══ Data shown ══
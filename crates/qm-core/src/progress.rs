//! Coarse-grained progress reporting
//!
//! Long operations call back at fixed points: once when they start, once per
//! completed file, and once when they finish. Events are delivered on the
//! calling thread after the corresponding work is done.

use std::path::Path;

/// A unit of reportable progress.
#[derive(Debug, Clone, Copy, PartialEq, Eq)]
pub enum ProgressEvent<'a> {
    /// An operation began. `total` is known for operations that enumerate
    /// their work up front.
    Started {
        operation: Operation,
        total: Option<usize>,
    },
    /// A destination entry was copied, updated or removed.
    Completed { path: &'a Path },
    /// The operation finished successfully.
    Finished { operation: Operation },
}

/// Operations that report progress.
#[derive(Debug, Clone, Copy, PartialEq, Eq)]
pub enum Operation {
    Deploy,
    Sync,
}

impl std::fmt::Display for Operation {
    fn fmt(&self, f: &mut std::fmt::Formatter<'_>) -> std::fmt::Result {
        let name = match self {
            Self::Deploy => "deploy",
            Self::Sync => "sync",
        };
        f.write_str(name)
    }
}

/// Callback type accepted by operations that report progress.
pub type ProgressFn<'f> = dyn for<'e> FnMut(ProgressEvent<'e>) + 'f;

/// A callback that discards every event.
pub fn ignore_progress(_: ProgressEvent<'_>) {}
═══
══ Data shown ══
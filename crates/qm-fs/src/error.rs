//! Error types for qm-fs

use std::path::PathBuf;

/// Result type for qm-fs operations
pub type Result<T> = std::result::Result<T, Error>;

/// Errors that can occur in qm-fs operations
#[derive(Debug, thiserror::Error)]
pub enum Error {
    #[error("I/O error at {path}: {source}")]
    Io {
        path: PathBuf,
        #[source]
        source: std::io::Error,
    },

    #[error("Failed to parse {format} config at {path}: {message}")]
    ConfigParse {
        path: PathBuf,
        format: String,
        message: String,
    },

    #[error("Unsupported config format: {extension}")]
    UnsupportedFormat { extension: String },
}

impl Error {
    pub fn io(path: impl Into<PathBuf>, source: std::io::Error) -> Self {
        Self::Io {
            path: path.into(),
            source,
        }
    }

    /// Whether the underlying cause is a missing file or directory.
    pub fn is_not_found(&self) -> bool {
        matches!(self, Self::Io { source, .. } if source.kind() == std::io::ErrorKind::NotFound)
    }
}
═══
══ Data shown ══
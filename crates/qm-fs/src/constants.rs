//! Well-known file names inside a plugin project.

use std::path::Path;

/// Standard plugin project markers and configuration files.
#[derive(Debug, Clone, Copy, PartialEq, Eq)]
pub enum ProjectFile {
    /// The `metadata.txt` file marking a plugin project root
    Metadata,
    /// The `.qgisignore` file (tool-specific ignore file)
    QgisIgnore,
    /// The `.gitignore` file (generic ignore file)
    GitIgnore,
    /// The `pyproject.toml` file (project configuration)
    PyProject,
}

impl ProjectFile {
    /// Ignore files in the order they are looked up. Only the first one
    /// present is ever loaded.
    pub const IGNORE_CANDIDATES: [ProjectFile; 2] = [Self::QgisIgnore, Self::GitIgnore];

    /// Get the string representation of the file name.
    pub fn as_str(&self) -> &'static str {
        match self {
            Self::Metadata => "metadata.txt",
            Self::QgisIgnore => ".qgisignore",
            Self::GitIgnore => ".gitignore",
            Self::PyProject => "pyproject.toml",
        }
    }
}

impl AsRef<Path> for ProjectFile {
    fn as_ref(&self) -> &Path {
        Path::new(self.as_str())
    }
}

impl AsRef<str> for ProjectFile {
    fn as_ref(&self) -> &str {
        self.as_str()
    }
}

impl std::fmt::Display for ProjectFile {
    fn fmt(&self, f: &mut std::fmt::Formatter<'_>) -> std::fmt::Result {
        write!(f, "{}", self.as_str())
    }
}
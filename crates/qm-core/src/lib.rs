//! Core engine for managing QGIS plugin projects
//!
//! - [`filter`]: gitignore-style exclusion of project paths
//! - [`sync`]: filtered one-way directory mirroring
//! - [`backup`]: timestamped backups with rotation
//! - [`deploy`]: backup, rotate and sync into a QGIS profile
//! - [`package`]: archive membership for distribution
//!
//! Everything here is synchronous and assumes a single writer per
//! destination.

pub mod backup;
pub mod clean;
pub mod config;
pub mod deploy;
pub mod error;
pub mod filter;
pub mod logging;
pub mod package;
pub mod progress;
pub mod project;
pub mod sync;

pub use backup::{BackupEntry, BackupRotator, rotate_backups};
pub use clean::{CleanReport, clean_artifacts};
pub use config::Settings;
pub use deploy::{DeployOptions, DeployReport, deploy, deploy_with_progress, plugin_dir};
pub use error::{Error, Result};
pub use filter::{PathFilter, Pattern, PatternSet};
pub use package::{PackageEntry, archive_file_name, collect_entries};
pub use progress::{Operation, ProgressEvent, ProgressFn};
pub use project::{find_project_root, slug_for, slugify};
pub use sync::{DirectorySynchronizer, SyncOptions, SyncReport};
═══
What are the lines above, starting at the one with "impl std::fmt::Display for ProjectFile" and ending at the one with "a QGIS profile"? Give them again exactly, and only them.

Result for this exercise:
impl std::fmt::Display for ProjectFile {
    fn fmt(&self, f: &mut std::fmt::Formatter<'_>) -> std::fmt::Result {
        write!(f, "{}", self.as_str())
    }
}
filename crates/qm-core/src/lib.rs
//! Core engine for managing QGIS plugin projects
//!
//! - [`filter`]: gitignore-style exclusion of project paths
//! - [`sync`]: filtered one-way directory mirroring
//! - [`backup`]: timestamped backups with rotation
//! - [`deploy`]: backup, rotate and sync into a QGIS profile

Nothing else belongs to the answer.